Quanto vale una vita? Un anno dalla morte di George Floyd, ma la storia si ripete

Si torna a parlare di vite spezzate e di giustizia che non basta con la morte del tredicenne Adam Toledo e del ventenne Daunte Wright

george floyd

Foto AGI

Il 25 maggio 2020 moriva George Floyd. Ucciso dalle forze dell’ordine di Minneapolis dopo essere stato accusato di aver utilizzato una banconota da 20 dollari contraffatta per acquistare delle sigarette. L’ex agente colpevole della morte immobilizzò Floyd premendo il proprio ginocchio sul collo del cittadino senza permetterli di respirare per quasi 9 minuti. Da allora Black Lives Matter è il must che guida la lotta per la parità razziale in tutto il mondo. I quattro agenti coinvolti vennero arrestati, uno dei quali rilasciato poco dopo su cauzione.

E’ già passato quasi un anno dal triste accaduto. Ma la questione resta ancora al centro del dibattito politico e pubblico. E purtroppo la storia si ripete, un anno di manifestazioni e campagne di sensibilizzazione non bastano a cambiare un problema radicato.

Lo scorso 29 marzo a Chicago è stato ucciso da un poliziotto un ragazzo di 13 anni, Adam Toledo. Un filmato mostra come l’agente, Eric Stillman, 34 anni, gli spari in petto da una distanza ravvicinata. La polizia afferma che il ragazzo avesse una pistola, che effettivamente è stata poi ritrovata, ma al momento del colpo era disarmato e con le mani in alto. La tragedia è avvenuta intorno alle 2:30 del mattino, dopo che la polizia era stata attirata sul luogo dal rumore di alcuni spari.

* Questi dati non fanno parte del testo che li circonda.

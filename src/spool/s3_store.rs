//! S3 Object Store Implementation
//!
//! Amazon S3 and compatible services through the `object_store` crate.
//! The spool is thread based, so the store owns a small tokio runtime and
//! blocks on each request.
//!
//! One client is built lazily per (bucket, encryption) pair since
//! server-side encryption is client configuration in `object_store`.

use crate::spool::config::StoreConfig;
use crate::spool::object_store::{read_body, ObjectMetadata, ObjectStore, ObjectStoreError};
use bytes::Bytes;
use object_store::aws::{AmazonS3Builder, AmazonS3ConfigKey, S3EncryptionConfigKey};
use object_store::path::Path as ObjectPath;
use object_store::{ClientOptions, ObjectStore as ObjectStoreTrait, PutPayload};
use parking_lot::Mutex;
use std::collections::HashMap;
use std::io::Read;
use std::sync::Arc;
use tracing::{debug, info};

type ClientKey = (String, Option<String>);

pub struct S3ObjectStore {
    config: StoreConfig,
    runtime: Mutex<Option<tokio::runtime::Runtime>>,
    handle: tokio::runtime::Handle,
    clients: Mutex<HashMap<ClientKey, Arc<dyn ObjectStoreTrait>>>,
}

impl std::fmt::Debug for S3ObjectStore {
    fn fmt(&self, f: &mut std::fmt::Formatter<'_>) -> std::fmt::Result {
        f.debug_struct("S3ObjectStore")
            .field("region", &self.config.region)
            .field("endpoint", &self.config.endpoint)
            .field("clients", &self.clients.lock().len())
            .finish()
    }
}

impl S3ObjectStore {
    /// Credentials come from the config, falling back to
    /// AWS_ACCESS_KEY_ID / AWS_SECRET_ACCESS_KEY.
    pub fn new(config: StoreConfig) -> Result<Self, ObjectStoreError> {
        let runtime = tokio::runtime::Builder::new_multi_thread()
            .worker_threads(2)
            .thread_name("spool-s3")
            .enable_all()
            .build()?;
        let handle = runtime.handle().clone();
        info!(
            region = %config.region,
            endpoint = ?config.endpoint,
            max_connections = config.max_connections,
            allow_http = config.allow_http(),
            "S3 object store ready"
        );

        Ok(S3ObjectStore {
            config,
            runtime: Mutex::new(Some(runtime)),
            handle,
            clients: Mutex::new(HashMap::new()),
        })
    }

    pub fn client_count(&self) -> usize {
        self.clients.lock().len()
    }

    fn client(
        &self,
        bucket: &str,
        sse: Option<&str>,
    ) -> Result<Arc<dyn ObjectStoreTrait>, ObjectStoreError> {
        let key = (bucket.to_string(), sse.map(str::to_string));
        let mut clients = self.clients.lock();
        if let Some(client) = clients.get(&key) {
            return Ok(client.clone());
        }

        let client: Arc<dyn ObjectStoreTrait> = Arc::new(self.build_client(bucket, sse)?);
        clients.insert(key, client.clone());
        debug!(bucket = %bucket, sse = ?sse, "Built S3 client");
        Ok(client)
    }

    fn build_client(
        &self,
        bucket: &str,
        sse: Option<&str>,
    ) -> Result<object_store::aws::AmazonS3, ObjectStoreError> {
        let mut builder = AmazonS3Builder::new()
            .with_bucket_name(bucket)
            .with_region(&self.config.region);

        // Custom endpoint for S3-compatible services (MinIO)
        if let Some(endpoint) = &self.config.endpoint {
            builder = builder.with_endpoint(endpoint);
        }
        builder = builder.with_client_options(
            ClientOptions::new()
                .with_allow_http(self.config.allow_http())
                .with_pool_max_idle_per_host(self.config.max_connections),
        );

        let access_key = self
            .config
            .access_key_id
            .clone()
            .or_else(|| std::env::var("AWS_ACCESS_KEY_ID").ok());
        let secret_key = self
            .config
            .secret_access_key
            .clone()
            .or_else(|| std::env::var("AWS_SECRET_ACCESS_KEY").ok());
        if let Some(access_key) = access_key {
            builder = builder.with_access_key_id(access_key);
        }
        if let Some(secret_key) = secret_key {
            builder = builder.with_secret_access_key(secret_key);
        }

        if let Some(sse) = sse {
            builder = builder.with_config(
                AmazonS3ConfigKey::Encryption(S3EncryptionConfigKey::ServerSideEncryption),
                sse,
            );
        }

        builder
            .build()
            .map_err(|e| ObjectStoreError::Other(format!("failed to create S3 client: {}", e)))
    }
}

fn map_error(err: object_store::Error) -> ObjectStoreError {
    match err {
        object_store::Error::NotFound { path, .. } => ObjectStoreError::NotFound(path),
        other => ObjectStoreError::Unavailable(other.to_string()),
    }
}

impl ObjectStore for S3ObjectStore {
    fn put_object(
        &self,
        bucket: &str,
        key: &str,
        body: &mut dyn Read,
        metadata: &ObjectMetadata,
    ) -> Result<(), ObjectStoreError> {
        if self.runtime.lock().is_none() {
            return Err(ObjectStoreError::Unavailable("S3 store is shut down".to_string()));
        }
        let client = self.client(bucket, metadata.server_side_encryption.as_deref())?;
        let data = Bytes::from(read_body(body, metadata)?);
        let path = ObjectPath::from(key);

        self.handle
            .block_on(client.put(&path, PutPayload::from(data)))
            .map_err(map_error)?;
        Ok(())
    }

    fn shutdown(&self) {
        self.clients.lock().clear();
        if let Some(runtime) = self.runtime.lock().take() {
            runtime.shutdown_background();
        }
    }
}

#[cfg(test)]
mod tests {
    use super::*;

    fn config() -> StoreConfig {
        StoreConfig {
            endpoint: Some("http://127.0.0.1:9".to_string()),
            access_key_id: Some("test".to_string()),
            secret_access_key: Some("test".to_string()),
            ..StoreConfig::default()
        }
    }

    #[test]
    fn test_clients_cached_per_bucket_and_encryption() {
        let store = S3ObjectStore::new(config()).unwrap();

        store.client("a", None).unwrap();
        store.client("a", None).unwrap();
        store.client("a", Some("AES256")).unwrap();
        store.client("b", None).unwrap();
        assert_eq!(store.client_count(), 3);

        store.shutdown();
        assert_eq!(store.client_count(), 0);
        store.shutdown();
    }
}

In un video riportato da tutte le testate giornalistiche italiane negli ultimi giorni, si nota chiaramente come il ragazzo abbia le braccia alzate e sia disarmato una volta voltatosi verso l’agente. Inizialmente le autorità non avevano voluto rilasciare il video della sparatoria perché Adam era minorenne, poi però hanno cambiato idea. Anche il sindaco di Chicago aveva chiesto subito che venissero rese pubbliche le immagini delle bodycam degli agenti. Il sindacato della polizia di Chicago ha affermato che il filmato dimostrerà che la sparatoria era giustificata. L’agente ora è sospeso dal servizio in attesa di processo.

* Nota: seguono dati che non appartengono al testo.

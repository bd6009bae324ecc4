//! Object Store Abstraction
//!
//! The only thing the spool needs from a remote store is "put this stream
//! under this bucket and key". Everything else about the wire protocol lives
//! behind the `ObjectStore` trait.
//!
//! Implementations:
//! - `InMemoryObjectStore`: for unit tests and simulation
//! - `LocalFsObjectStore`: one directory per bucket, for development
//! - `S3ObjectStore`: for production (feature `s3`)
//! - `SimulatedObjectStore`: fault-injecting wrapper over any of the above

use bytes::Bytes;
use parking_lot::RwLock;
use std::collections::{BTreeMap, HashMap};
use std::io::{ErrorKind, Read, Write};
use std::path::{Component, Path, PathBuf};
use std::sync::Arc;
use thiserror::Error;

/// Per-object metadata sent with every upload
#[derive(Debug, Clone, Default, PartialEq, Eq)]
pub struct ObjectMetadata {
    /// Exact byte length of the body
    pub content_length: u64,
    /// Server-side encryption algorithm, e.g. "AES256"
    pub server_side_encryption: Option<String>,
}

/// Error type for object store operations
#[derive(Debug, Error)]
pub enum ObjectStoreError {
    #[error("object or bucket not found: {0}")]
    NotFound(String),
    #[error("permission denied: {0}")]
    PermissionDenied(String),
    /// Transient failure, worth retrying
    #[error("store unavailable: {0}")]
    Unavailable(String),
    #[error("I/O error: {0}")]
    Io(#[from] std::io::Error),
    #[error("object store error: {0}")]
    Other(String),
}

/// Remote object store
pub trait ObjectStore: Send + Sync + 'static {
    /// Store the whole of `body` as `bucket/key`, replacing any existing
    /// object. `metadata.content_length` is the exact body length.
    fn put_object(
        &self,
        bucket: &str,
        key: &str,
        body: &mut dyn Read,
        metadata: &ObjectMetadata,
    ) -> Result<(), ObjectStoreError>;

    /// Release client resources. Called once when the output stops.
    fn shutdown(&self) {}
}

impl<S: ObjectStore + ?Sized> ObjectStore for Arc<S> {
    fn put_object(
        &self,
        bucket: &str,
        key: &str,
        body: &mut dyn Read,
        metadata: &ObjectMetadata,
    ) -> Result<(), ObjectStoreError> {
        (**self).put_object(bucket, key, body, metadata)
    }

    fn shutdown(&self) {
        (**self).shutdown()
    }
}

/// Read exactly `content_length` bytes, failing on a short or long body
pub(crate) fn read_body(
    body: &mut dyn Read,
    metadata: &ObjectMetadata,
) -> Result<Vec<u8>, ObjectStoreError> {
    let mut data = Vec::with_capacity(metadata.content_length as usize);
    body.read_to_end(&mut data)?;
    if data.len() as u64 != metadata.content_length {
        return Err(ObjectStoreError::Other(format!(
            "body length {} does not match content length {}",
            data.len(),
            metadata.content_length
        )));
    }
    Ok(data)
}

// ============================================================================
// InMemoryObjectStore - For tests and simulation
// ============================================================================

/// A stored object with the metadata it was uploaded with
#[derive(Debug, Clone, PartialEq, Eq)]
pub struct StoredObject {
    pub data: Bytes,
    pub server_side_encryption: Option<String>,
}

/// In-memory object store. Clones share the same contents.
#[derive(Debug, Clone, Default)]
pub struct InMemoryObjectStore {
    objects: Arc<RwLock<HashMap<(String, String), StoredObject>>>,
}

impl InMemoryObjectStore {
    pub fn new() -> Self {
        Self::default()
    }

    pub fn get(&self, bucket: &str, key: &str) -> Option<StoredObject> {
        self.objects
            .read()
            .get(&(bucket.to_string(), key.to_string()))
            .cloned()
    }

    /// Keys stored in `bucket`, sorted
    pub fn keys(&self, bucket: &str) -> Vec<String> {
        let mut keys: Vec<String> = self
            .objects
            .read()
            .keys()
            .filter(|(b, _)| b == bucket)
            .map(|(_, k)| k.clone())
            .collect();
        keys.sort();
        keys
    }

    /// All objects of `bucket` by key
    pub fn objects(&self, bucket: &str) -> BTreeMap<String, Bytes> {
        self.objects
            .read()
            .iter()
            .filter(|((b, _), _)| b == bucket)
            .map(|((_, k), object)| (k.clone(), object.data.clone()))
            .collect()
    }

    pub fn len(&self) -> usize {
        self.objects.read().len()
    }

    pub fn is_empty(&self) -> bool {
        self.objects.read().is_empty()
    }
}

impl ObjectStore for InMemoryObjectStore {
    fn put_object(
        &self,
        bucket: &str,
        key: &str,
        body: &mut dyn Read,
        metadata: &ObjectMetadata,
    ) -> Result<(), ObjectStoreError> {
        let data = read_body(body, metadata)?;
        self.objects.write().insert(
            (bucket.to_string(), key.to_string()),
            StoredObject {
                data: Bytes::from(data),
                server_side_encryption: metadata.server_side_encryption.clone(),
            },
        );
        Ok(())
    }
}

// ============================================================================
// LocalFsObjectStore - For development
// ============================================================================

/// Stores `bucket/key` at `{base}/{bucket}/{key}`
#[derive(Debug, Clone)]
pub struct LocalFsObjectStore {
    base_path: PathBuf,
}

impl LocalFsObjectStore {
    pub fn new(base_path: PathBuf) -> Self {
        LocalFsObjectStore { base_path }
    }

    pub fn base_path(&self) -> &Path {
        &self.base_path
    }

    /// Resolve an object path, refusing anything that would escape the base
    pub fn object_path(&self, bucket: &str, key: &str) -> Result<PathBuf, ObjectStoreError> {
        let relative = Path::new(bucket).join(key);
        let escapes = relative
            .components()
            .any(|c| !matches!(c, Component::Normal(_)));
        if escapes || bucket.is_empty() || key.is_empty() {
            return Err(ObjectStoreError::Other(format!(
                "invalid object path {}/{}",
                bucket, key
            )));
        }
        Ok(self.base_path.join(relative))
    }
}

impl ObjectStore for LocalFsObjectStore {
    fn put_object(
        &self,
        bucket: &str,
        key: &str,
        body: &mut dyn Read,
        metadata: &ObjectMetadata,
    ) -> Result<(), ObjectStoreError> {
        let path = self.object_path(bucket, key)?;
        if let Some(parent) = path.parent() {
            std::fs::create_dir_all(parent)?;
        }

        // Write to a sibling temp file and rename so readers never see a
        // partial object
        let tmp = path.with_extension(format!("tmp-{}", uuid::Uuid::new_v4()));
        let result = (|| -> Result<(), ObjectStoreError> {
            let mut file = std::fs::File::create(&tmp)?;
            let copied = std::io::copy(body, &mut file)?;
            if copied != metadata.content_length {
                return Err(ObjectStoreError::Other(format!(
                    "body length {} does not match content length {}",
                    copied, metadata.content_length
                )));
            }
            file.flush()?;
            file.sync_all()?;
            std::fs::rename(&tmp, &path)?;
            Ok(())
        })();

        if result.is_err() {
            match std::fs::remove_file(&tmp) {
                Ok(()) => {}
                Err(e) if e.kind() == ErrorKind::NotFound => {}
                Err(e) => tracing::warn!(path = %tmp.display(), error = %e, "Failed to remove temp object"),
            }
        }
        result
    }
}

#[cfg(test)]
mod tests {
    use super::*;
    use tempfile::TempDir;

    fn meta(len: usize) -> ObjectMetadata {
        ObjectMetadata {
            content_length: len as u64,
            server_side_encryption: None,
        }
    }

    #[test]
    fn test_in_memory_put_and_get() {
        let store = InMemoryObjectStore::new();
        let data = b"hello world";
        store
            .put_object("b", "logs/a.data", &mut &data[..], &meta(data.len()))
            .unwrap();

        let object = store.get("b", "logs/a.data").unwrap();
        assert_eq!(&object.data[..], data);
        assert_eq!(store.keys("b"), vec!["logs/a.data".to_string()]);
        assert!(store.keys("other").is_empty());
        assert!(store.get("other", "logs/a.data").is_none());
    }

    #[test]
    fn test_in_memory_records_encryption_and_overwrites() {
        let store = InMemoryObjectStore::new();
        let clone = store.clone();
        let metadata = ObjectMetadata {
            content_length: 3,
            server_side_encryption: Some("AES256".to_string()),
        };

        store.put_object("b", "k", &mut &b"one"[..], &metadata).unwrap();
        store.put_object("b", "k", &mut &b"two"[..], &metadata).unwrap();

        let object = clone.get("b", "k").unwrap();
        assert_eq!(&object.data[..], b"two");
        assert_eq!(object.server_side_encryption.as_deref(), Some("AES256"));
        assert_eq!(clone.len(), 1);
    }

    #[test]
    fn test_length_mismatch_rejected() {
        let store = InMemoryObjectStore::new();
        let err = store
            .put_object("b", "k", &mut &b"short"[..], &meta(10))
            .unwrap_err();
        assert!(matches!(err, ObjectStoreError::Other(_)));
        assert!(store.is_empty());
    }

    #[test]
    fn test_local_fs_layout() {
        let dir = TempDir::new().unwrap();
        let store = LocalFsObjectStore::new(dir.path().to_path_buf());
        let data = b"line\n";

        store
            .put_object("bucket", "a/b/c.data", &mut &data[..], &meta(data.len()))
            .unwrap();

        let path = dir.path().join("bucket").join("a/b/c.data");
        assert_eq!(std::fs::read(path).unwrap(), data);
        // No temp files left behind
        assert_eq!(std::fs::read_dir(dir.path().join("bucket/a/b")).unwrap().count(), 1);
    }

    #[test]
    fn test_local_fs_rejects_escaping_keys() {
        let dir = TempDir::new().unwrap();
        let store = LocalFsObjectStore::new(dir.path().to_path_buf());

        assert!(store.object_path("bucket", "../outside").is_err());
        assert!(store.object_path("bucket", "/abs").is_err());
        assert!(store.object_path("", "k").is_err());
    }

    #[test]
    fn test_local_fs_failed_put_leaves_nothing() {
        let dir = TempDir::new().unwrap();
        let store = LocalFsObjectStore::new(dir.path().to_path_buf());

        assert!(store
            .put_object("bucket", "k.data", &mut &b"abc"[..], &meta(99))
            .is_err());
        assert_eq!(std::fs::read_dir(dir.path().join("bucket")).unwrap().count(), 0);
    }

    #[test]
    fn test_arc_store_delegates() {
        let store = Arc::new(InMemoryObjectStore::new());
        let shared: Arc<dyn ObjectStore> = store.clone();
        shared.put_object("b", "k", &mut &b"x"[..], &meta(1)).unwrap();
        assert_eq!(store.len(), 1);
    }
}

Notizia di questa settimana è anche la morte di Daunte Wright, ventenne afroamericano, a Brooklyn Center, cittadina a 15 km da Minneapolis. Stando alle ricostruzioni il ragazzo aveva un mandato di arresto pendente e avrebbe tentato di rientrare nel veicolo per un’ipotetica fuga mentre gli agenti cercavano di arrestarlo. Una poliziotta a quel punto, confondendo la pistola con il taser, avrebbe fatto fuoco. Il giovane è morto poco dopo schiantandosi con l’auto durante la fuga insieme alla sua ragazza, uscita illesa.

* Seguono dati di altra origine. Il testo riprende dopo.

//! # tally-db: Draft Persistence for Tally POS
//!
//! This crate provides the local draft store for the checkout engine.
//! It uses SQLite for local storage with sqlx for async operations.
//!
//! ## Architecture Position
//! ```text
//! ┌─────────────────────────────────────────────────────────────────────────┐
//! │                        Tally POS Data Flow                              │
//! │                                                                         │
//! │  Checkout flow (tally-submit)                                          │
//! │       │                                                                 │
//! │       ▼                                                                 │
//! │  ┌─────────────────────────────────────────────────────────────────┐   │
//! │  │                     tally-db (THIS CRATE)                       │   │
//! │  │                                                                 │   │
//! │  │   ┌───────────────┐    ┌───────────────┐    ┌──────────────┐  │   │
//! │  │   │   Database    │    │  Repositories │    │  Migrations  │  │   │
//! │  │   │   (pool.rs)   │    │  (draft.rs)   │    │  (embedded)  │  │   │
//! │  │   │               │    │               │    │              │  │   │
//! │  │   │ SqlitePool    │◄───│ DraftRepo     │    │ 001_drafts   │  │   │
//! │  │   └───────────────┘    └───────────────┘    └──────────────┘  │   │
//! │  │                                                                 │   │
//! │  └─────────────────────────────────────────────────────────────────┘   │
//! │       │                                                                 │
//! │       ▼                                                                 │
//! │  SQLite database file on the operator station                          │
//! └─────────────────────────────────────────────────────────────────────────┘
//! ```
//!
//! ## Module Organization
//!
//! - [`pool`] - Connection pool creation and configuration
//! - [`migrations`] - Embedded database migrations
//! - [`error`] - Database error types
//! - [`repository`] - Repository implementations (draft)
//!
//! ## Usage
//!
//! ```rust,ignore
//! use tally_db::{Database, DbConfig};
//!
//! let db = Database::new(DbConfig::new("path/to/tally.db")).await?;
//!
//! let draft = CheckoutDraft::from_order("session-1", &order)?;
//! db.drafts().save(&draft).await?;
//! ```

// =============================================================================
// Module Declarations
// =============================================================================

pub mod error;
pub mod migrations;
pub mod pool;
pub mod repository;

// =============================================================================
// Re-exports
// =============================================================================

pub use error::{DbError, DbResult};
pub use pool::{Database, DbConfig};

// Repository re-exports for convenience
pub use repository::draft::{CheckoutDraft, DraftRepository};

La poliziotta, definita un agente con ‘grande esperienza’, è stata sospesa in attesa dei risultati dell’inchiesta. Il capo della polizia Tim Gannon, ha parlato di ‘tragico errore’. Gli agenti, ha spiegato Gannon, devono tenere la pistola sul loro lato forte, e il Taser su quello debole: la poliziotta avrebbe preso la pistola per sbaglio e sparato un colpo, prima di rendersi conto del tragico errore. Ma l’uso della forza da parte di tre agenti, verso un ragazzo che risultato non essere un criminale e che comunque era disarmato, appare ancora una volta spropositato.

Foto agenzia AGI

Ma quanto può valere una vita?

Lo scorso marzo la famiglia di Floyd ha ottenuto 27 milioni di dollari di risarcimento dalla città di Minneapolis. Cifra record, una delle più alte accordate fino ad ora in caso di cattiva condotta della polizia. Il Consiglio comunale ha approvato all’unanimità il patteggiamento mentre la famiglia del quarantaseienne afroamericano si augurava che la giustizia riconoscesse la responsabilità degli agenti. Derek Chauvin, l’agente sotto processo per aver soffocato l’afroamericano, ha deciso di non testimoniare a propria difesa, invocando il quinto emendamento. La giuria però ha deciso il suo destino. La difesa dell’ex poliziotto ha persistito sul fatto che Floyd fosse sotto effetto di stupefacenti, ma l’autopsia ha dimostrato come egli sia morto per asfissia, non per overdose. Dopo due giorni di Camera di consiglio, il verdetto ha dichiarato la totale colpevolezza di Chauvin.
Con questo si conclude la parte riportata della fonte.